**Work item**
Go through the listing below and output exactly the line with "pub mod encrypt;", the line with "the project key", and each line between; omit the rest.

**Extracted records**
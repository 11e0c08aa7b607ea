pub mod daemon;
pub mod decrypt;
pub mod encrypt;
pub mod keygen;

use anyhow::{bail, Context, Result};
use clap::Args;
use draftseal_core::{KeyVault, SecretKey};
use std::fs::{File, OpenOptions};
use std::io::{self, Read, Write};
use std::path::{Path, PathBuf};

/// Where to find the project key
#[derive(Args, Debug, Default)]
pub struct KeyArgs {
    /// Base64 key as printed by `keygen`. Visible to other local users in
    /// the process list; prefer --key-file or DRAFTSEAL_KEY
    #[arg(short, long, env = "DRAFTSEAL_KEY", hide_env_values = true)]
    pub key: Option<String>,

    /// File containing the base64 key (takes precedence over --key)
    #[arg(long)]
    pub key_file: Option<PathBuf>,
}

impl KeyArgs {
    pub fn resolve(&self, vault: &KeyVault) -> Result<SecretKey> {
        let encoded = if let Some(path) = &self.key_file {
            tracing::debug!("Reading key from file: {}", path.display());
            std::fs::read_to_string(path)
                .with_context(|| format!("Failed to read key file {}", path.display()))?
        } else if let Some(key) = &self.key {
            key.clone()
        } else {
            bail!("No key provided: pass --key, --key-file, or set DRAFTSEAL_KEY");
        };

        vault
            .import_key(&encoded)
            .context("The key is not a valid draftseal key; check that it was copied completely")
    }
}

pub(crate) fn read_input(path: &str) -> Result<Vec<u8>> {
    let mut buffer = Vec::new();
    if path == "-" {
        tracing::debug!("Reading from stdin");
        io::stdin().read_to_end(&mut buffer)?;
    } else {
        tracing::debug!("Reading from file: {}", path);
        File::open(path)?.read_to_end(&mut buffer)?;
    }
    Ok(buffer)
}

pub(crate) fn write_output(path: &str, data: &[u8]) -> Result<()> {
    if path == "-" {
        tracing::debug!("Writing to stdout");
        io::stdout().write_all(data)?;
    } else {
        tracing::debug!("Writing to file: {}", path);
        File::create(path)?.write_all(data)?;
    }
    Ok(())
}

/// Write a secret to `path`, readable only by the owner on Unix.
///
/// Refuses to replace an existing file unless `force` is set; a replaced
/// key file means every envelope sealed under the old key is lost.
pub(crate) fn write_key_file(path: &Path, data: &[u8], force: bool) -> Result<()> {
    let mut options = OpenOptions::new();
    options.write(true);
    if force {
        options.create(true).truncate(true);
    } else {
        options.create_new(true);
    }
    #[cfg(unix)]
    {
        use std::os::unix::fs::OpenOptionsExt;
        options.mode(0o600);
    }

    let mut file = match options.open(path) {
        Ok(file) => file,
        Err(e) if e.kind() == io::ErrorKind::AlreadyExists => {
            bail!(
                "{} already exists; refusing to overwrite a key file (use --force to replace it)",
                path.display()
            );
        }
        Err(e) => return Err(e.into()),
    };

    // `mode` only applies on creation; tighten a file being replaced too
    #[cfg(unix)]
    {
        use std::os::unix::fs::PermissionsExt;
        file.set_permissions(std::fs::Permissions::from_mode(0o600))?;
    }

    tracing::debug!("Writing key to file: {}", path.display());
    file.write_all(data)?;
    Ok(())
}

...

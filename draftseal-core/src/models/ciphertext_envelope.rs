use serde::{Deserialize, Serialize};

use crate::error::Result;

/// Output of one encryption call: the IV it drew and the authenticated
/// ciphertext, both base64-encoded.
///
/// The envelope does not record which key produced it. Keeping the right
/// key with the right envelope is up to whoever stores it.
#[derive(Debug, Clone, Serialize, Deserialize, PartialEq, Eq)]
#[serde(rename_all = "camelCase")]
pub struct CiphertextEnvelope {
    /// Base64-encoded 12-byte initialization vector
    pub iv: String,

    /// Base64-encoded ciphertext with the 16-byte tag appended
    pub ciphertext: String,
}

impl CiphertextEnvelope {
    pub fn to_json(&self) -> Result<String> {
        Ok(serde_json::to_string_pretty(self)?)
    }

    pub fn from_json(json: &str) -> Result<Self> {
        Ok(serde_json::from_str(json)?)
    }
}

**Solution to the exercise**
pub mod encrypt;
pub mod keygen;

use anyhow::{bail, Context, Result};
use clap::Args;
use draftseal_core::{KeyVault, SecretKey};
use std::fs::{File, OpenOptions};
use std::io::{self, Read, Write};
use std::path::{Path, PathBuf};

/// Where to find the project key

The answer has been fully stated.